▸ **Try it**
Nothing but the lines from the start of the records through the line that contains "assert!(policy.show(me.user.id));" is to be copied, and each is to be copied exactly.

Dataset entries:
______________________________
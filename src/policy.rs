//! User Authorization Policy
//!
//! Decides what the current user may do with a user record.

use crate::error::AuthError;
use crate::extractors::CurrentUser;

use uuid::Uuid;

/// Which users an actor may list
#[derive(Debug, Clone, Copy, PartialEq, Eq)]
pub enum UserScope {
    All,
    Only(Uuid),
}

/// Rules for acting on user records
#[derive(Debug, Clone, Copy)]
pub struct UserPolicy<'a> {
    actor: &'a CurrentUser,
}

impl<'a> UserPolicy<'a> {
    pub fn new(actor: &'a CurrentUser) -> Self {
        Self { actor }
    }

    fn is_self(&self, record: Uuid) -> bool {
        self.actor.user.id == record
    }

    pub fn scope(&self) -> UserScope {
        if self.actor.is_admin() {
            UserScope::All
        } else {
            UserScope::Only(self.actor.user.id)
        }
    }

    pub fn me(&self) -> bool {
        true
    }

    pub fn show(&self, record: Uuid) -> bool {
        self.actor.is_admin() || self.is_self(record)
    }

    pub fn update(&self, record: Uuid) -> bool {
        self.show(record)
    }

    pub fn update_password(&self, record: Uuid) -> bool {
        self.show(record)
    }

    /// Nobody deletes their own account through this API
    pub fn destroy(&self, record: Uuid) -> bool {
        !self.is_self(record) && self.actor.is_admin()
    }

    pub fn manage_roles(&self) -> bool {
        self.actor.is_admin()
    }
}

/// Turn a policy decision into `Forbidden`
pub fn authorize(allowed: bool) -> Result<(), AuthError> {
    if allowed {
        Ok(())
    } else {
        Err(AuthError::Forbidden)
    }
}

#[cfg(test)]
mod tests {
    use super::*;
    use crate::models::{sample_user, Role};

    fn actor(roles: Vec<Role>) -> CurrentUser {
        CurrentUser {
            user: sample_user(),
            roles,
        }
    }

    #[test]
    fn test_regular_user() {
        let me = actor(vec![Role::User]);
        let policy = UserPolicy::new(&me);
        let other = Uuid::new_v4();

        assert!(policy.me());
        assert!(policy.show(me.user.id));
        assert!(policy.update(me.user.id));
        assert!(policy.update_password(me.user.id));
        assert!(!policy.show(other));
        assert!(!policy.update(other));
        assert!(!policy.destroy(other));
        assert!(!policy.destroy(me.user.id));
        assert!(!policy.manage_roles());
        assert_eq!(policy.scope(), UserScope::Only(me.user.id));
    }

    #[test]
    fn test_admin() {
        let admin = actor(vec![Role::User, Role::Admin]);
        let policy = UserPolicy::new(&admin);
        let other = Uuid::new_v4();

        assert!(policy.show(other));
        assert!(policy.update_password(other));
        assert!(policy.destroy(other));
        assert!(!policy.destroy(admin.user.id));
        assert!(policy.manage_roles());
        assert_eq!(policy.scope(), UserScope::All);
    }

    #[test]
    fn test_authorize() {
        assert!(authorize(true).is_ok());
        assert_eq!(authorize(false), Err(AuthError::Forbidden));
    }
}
______________________________
▸ **Solution to the problem**
filename src/policy.rs
//! User Authorization Policy
//!
//! Decides what the current user may do with a user record.

use crate::error::AuthError;
use crate::extractors::CurrentUser;

use uuid::Uuid;

/// Which users an actor may list
#[derive(Debug, Clone, Copy, PartialEq, Eq)]
pub enum UserScope {
    All,
    Only(Uuid),
}

/// Rules for acting on user records
#[derive(Debug, Clone, Copy)]
pub struct UserPolicy<'a> {
    actor: &'a CurrentUser,
}

impl<'a> UserPolicy<'a> {
    pub fn new(actor: &'a CurrentUser) -> Self {
        Self { actor }
    }

    fn is_self(&self, record: Uuid) -> bool {
        self.actor.user.id == record
    }

    pub fn scope(&self) -> UserScope {
        if self.actor.is_admin() {
            UserScope::All
        } else {
            UserScope::Only(self.actor.user.id)
        }
    }

    pub fn me(&self) -> bool {
        true
    }

    pub fn show(&self, record: Uuid) -> bool {
        self.actor.is_admin() || self.is_self(record)
    }

    pub fn update(&self, record: Uuid) -> bool {
        self.show(record)
    }

    pub fn update_password(&self, record: Uuid) -> bool {
        self.show(record)
    }

    /// Nobody deletes their own account through this API
    pub fn destroy(&self, record: Uuid) -> bool {
        !self.is_self(record) && self.actor.is_admin()
    }

    pub fn manage_roles(&self) -> bool {
        self.actor.is_admin()
    }
}

/// Turn a policy decision into `Forbidden`
pub fn authorize(allowed: bool) -> Result<(), AuthError> {
    if allowed {
        Ok(())
    } else {
        Err(AuthError::Forbidden)
    }
}

#[cfg(test)]
mod tests {
    use super::*;
    use crate::models::{sample_user, Role};

    fn actor(roles: Vec<Role>) -> CurrentUser {
        CurrentUser {
            user: sample_user(),
            roles,
        }
    }

    #[test]
    fn test_regular_user() {
        let me = actor(vec![Role::User]);
        let policy = UserPolicy::new(&me);
        let other = Uuid::new_v4();

        assert!(policy.me());
        assert!(policy.show(me.user.id));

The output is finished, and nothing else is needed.